• **TASK GOAL**
Only the lines below starting at the one that contains "pub mod error;" and ending at the one that contains "#[derive(Debug, Clone, Copy, PartialEq, Eq)]" are to be reproduced, exactly and with both ends kept.

(Collected data entries)
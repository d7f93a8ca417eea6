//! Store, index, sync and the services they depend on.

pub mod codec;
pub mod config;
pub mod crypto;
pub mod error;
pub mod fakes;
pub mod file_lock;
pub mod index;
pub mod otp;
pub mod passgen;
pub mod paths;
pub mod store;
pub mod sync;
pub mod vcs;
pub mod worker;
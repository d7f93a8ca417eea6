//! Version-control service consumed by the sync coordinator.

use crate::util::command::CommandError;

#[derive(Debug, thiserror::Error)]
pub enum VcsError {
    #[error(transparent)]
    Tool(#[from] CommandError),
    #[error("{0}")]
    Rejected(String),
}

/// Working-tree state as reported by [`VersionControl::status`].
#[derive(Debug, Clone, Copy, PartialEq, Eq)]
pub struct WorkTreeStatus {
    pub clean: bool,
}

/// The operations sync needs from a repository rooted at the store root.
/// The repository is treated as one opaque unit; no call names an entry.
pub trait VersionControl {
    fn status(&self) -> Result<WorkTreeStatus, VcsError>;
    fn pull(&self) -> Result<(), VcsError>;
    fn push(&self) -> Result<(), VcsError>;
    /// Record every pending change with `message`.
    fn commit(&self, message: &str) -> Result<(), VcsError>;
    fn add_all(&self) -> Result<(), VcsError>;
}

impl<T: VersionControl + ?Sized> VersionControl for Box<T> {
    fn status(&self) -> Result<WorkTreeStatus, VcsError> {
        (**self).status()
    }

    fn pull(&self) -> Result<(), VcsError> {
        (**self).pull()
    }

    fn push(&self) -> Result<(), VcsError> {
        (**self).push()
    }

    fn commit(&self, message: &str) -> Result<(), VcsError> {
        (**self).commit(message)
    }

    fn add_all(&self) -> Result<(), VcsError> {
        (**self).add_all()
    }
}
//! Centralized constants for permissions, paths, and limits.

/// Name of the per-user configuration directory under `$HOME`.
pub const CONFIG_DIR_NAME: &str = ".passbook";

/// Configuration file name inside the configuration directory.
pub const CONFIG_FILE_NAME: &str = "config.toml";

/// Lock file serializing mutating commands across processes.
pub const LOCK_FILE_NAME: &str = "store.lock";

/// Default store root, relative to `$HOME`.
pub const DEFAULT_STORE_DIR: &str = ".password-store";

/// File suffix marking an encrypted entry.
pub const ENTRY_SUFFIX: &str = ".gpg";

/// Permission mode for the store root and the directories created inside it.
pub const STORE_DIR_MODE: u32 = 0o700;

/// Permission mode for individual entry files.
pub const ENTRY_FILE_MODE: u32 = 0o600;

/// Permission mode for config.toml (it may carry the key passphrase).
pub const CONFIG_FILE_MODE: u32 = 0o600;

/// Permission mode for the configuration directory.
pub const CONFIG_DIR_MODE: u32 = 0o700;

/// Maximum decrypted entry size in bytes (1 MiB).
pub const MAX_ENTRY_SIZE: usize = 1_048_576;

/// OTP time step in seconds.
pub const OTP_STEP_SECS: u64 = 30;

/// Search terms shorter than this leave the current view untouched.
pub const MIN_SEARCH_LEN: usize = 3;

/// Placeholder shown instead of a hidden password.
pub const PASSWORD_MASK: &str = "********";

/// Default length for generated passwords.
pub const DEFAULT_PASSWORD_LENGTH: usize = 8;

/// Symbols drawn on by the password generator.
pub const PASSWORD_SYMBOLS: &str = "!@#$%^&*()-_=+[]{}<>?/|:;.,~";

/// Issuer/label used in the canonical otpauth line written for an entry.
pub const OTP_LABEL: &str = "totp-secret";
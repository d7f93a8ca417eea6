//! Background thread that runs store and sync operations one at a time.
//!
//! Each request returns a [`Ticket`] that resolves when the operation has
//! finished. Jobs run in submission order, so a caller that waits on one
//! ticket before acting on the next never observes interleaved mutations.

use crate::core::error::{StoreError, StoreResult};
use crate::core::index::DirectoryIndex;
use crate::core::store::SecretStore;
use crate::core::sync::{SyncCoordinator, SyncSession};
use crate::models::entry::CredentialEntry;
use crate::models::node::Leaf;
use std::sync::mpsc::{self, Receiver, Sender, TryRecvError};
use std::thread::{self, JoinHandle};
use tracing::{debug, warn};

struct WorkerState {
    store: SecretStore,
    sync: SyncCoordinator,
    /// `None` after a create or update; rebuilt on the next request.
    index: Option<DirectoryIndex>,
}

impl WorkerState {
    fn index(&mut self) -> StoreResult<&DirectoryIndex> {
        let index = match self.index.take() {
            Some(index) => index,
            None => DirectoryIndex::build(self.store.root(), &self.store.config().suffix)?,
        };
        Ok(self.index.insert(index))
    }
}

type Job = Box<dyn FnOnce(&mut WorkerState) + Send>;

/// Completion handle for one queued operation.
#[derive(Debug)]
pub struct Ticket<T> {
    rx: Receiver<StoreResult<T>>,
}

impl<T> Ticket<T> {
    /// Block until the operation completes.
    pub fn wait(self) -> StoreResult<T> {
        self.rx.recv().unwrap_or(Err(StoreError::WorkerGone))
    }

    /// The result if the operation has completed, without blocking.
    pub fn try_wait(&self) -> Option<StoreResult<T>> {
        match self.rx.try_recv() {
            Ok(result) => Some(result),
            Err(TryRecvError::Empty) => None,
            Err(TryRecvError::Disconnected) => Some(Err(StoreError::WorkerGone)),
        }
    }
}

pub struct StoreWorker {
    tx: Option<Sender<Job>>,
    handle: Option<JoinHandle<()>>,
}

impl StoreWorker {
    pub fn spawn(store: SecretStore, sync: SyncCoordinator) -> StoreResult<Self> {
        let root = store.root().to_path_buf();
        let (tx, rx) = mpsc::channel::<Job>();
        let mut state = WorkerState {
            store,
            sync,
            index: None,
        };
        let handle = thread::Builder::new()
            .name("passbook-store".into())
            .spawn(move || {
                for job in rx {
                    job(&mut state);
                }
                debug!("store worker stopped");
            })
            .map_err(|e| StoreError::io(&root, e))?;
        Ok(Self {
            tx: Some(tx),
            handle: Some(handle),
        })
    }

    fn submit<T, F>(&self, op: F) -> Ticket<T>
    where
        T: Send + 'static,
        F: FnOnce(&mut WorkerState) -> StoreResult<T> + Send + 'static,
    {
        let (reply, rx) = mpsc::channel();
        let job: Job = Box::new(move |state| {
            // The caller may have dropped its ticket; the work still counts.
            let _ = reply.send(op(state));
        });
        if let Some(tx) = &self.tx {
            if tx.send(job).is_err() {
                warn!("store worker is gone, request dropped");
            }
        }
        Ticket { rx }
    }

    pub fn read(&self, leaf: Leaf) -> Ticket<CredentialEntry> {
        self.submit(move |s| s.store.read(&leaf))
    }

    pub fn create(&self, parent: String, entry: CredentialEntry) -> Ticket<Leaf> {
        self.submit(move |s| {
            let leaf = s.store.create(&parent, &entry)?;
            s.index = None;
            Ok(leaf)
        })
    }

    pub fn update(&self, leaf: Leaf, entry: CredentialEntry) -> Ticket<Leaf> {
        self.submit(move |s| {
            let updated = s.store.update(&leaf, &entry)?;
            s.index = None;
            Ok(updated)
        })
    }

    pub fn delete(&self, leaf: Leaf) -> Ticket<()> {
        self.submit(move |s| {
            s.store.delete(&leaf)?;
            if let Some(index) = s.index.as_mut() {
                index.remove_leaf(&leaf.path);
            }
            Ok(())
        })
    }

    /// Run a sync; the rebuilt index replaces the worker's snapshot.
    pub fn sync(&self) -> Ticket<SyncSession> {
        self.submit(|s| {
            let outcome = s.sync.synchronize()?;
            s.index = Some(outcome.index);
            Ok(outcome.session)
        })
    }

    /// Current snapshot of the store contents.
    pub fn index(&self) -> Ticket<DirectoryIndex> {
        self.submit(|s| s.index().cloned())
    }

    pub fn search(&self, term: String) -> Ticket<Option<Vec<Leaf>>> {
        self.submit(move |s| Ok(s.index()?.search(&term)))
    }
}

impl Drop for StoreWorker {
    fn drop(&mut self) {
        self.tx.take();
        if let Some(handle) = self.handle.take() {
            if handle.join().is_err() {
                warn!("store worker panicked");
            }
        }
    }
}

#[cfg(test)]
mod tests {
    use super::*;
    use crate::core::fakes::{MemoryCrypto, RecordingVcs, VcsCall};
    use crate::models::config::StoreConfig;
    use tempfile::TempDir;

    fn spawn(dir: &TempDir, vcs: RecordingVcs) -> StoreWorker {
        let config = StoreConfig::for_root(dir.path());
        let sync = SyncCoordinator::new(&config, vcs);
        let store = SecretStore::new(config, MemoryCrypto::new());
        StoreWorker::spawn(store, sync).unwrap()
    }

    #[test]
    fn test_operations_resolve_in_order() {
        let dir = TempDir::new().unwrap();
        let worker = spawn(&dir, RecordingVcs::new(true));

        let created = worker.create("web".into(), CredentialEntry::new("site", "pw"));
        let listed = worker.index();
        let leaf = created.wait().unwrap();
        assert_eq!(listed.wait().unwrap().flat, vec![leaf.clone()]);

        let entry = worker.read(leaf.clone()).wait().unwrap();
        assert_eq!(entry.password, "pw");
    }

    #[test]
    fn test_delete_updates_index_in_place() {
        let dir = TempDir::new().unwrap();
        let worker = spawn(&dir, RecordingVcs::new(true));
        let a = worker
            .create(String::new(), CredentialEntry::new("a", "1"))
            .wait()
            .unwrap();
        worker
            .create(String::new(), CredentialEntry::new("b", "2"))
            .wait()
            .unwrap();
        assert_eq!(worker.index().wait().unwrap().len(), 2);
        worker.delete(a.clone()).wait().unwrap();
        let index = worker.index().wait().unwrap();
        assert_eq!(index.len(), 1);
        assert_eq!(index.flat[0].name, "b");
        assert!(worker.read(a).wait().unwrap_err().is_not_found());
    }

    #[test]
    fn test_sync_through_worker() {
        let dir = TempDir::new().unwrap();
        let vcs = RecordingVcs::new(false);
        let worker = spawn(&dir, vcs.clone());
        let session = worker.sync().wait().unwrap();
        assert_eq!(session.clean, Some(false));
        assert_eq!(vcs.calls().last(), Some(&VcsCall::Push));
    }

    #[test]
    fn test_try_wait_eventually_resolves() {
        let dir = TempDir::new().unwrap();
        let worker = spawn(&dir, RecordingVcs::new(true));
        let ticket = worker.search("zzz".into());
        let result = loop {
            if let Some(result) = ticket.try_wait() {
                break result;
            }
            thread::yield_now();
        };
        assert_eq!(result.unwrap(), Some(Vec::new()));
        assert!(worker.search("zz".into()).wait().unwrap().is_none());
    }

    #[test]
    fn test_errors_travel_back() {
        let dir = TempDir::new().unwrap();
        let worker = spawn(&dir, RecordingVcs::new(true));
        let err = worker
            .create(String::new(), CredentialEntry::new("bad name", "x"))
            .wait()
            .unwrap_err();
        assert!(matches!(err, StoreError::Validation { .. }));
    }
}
---
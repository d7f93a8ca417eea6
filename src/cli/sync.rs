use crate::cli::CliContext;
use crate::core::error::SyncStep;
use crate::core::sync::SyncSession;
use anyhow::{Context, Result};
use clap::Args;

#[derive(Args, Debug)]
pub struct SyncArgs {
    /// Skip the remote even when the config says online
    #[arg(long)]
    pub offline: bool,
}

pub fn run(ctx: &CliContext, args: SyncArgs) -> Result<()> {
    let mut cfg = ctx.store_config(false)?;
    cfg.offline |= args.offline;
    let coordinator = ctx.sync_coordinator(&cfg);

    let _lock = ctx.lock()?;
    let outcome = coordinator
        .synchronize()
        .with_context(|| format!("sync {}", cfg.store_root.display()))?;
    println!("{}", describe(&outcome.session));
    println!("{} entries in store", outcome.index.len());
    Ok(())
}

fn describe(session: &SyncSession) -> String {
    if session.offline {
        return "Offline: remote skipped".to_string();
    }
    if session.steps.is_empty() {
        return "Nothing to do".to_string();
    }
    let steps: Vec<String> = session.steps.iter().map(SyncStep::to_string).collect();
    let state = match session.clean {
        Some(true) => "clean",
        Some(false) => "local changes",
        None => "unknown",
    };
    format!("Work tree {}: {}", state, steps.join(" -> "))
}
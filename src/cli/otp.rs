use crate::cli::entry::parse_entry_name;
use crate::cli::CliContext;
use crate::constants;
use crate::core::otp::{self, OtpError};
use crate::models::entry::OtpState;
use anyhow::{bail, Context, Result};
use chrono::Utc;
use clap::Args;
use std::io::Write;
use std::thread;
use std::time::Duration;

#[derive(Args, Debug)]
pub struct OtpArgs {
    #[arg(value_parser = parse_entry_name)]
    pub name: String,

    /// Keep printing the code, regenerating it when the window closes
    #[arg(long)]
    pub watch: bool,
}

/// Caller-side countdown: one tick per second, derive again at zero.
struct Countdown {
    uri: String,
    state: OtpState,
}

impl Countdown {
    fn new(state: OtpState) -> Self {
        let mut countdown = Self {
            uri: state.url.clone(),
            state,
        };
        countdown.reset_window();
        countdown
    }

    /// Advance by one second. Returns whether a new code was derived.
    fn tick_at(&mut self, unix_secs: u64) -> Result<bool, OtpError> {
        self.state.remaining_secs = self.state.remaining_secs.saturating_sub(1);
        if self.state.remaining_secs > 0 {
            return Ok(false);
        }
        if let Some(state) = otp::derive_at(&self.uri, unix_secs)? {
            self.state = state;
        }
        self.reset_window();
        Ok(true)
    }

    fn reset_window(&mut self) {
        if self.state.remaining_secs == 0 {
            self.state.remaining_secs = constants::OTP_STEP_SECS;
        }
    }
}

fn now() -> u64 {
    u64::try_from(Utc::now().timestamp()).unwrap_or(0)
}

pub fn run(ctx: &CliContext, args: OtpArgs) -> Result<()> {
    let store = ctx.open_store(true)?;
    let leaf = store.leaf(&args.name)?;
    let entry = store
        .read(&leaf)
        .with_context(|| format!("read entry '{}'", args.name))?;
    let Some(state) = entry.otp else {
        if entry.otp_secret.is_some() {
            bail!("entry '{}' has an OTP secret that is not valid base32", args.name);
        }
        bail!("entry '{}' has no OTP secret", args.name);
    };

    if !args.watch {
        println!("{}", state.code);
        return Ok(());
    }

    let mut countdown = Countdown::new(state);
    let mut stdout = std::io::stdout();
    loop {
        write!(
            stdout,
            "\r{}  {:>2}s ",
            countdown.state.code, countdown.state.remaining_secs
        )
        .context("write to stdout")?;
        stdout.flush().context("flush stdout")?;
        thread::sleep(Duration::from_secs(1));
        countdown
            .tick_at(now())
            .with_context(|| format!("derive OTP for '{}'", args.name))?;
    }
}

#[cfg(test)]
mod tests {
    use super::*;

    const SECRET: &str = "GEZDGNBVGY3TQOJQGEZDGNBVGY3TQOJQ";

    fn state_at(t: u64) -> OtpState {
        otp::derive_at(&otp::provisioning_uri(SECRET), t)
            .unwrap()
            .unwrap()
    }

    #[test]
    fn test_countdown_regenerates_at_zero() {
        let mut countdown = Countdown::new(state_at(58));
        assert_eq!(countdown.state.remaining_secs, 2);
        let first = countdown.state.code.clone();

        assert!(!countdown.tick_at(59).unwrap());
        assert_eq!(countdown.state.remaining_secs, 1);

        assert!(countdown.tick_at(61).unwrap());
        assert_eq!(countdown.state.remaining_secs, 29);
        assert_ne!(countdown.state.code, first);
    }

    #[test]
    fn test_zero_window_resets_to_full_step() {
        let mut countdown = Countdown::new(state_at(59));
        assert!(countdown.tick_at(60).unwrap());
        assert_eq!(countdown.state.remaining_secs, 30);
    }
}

• **OUTPUT FOR THIS TASK**
pub mod error;
pub mod fakes;
pub mod file_lock;
pub mod index;
pub mod otp;
pub mod passgen;
pub mod paths;
pub mod store;
pub mod sync;
pub mod vcs;
pub mod worker;
repository d7f93a8ca417eea6
//! Version-control service consumed by the sync coordinator.

use crate::util::command::CommandError;

#[derive(Debug, thiserror::Error)]
pub enum VcsError {
    #[error(transparent)]
    Tool(#[from] CommandError),
    #[error("{0}")]
    Rejected(String),
}

/// Working-tree state as reported by [`VersionControl::status`].
#[derive(Debug, Clone, Copy, PartialEq, Eq)]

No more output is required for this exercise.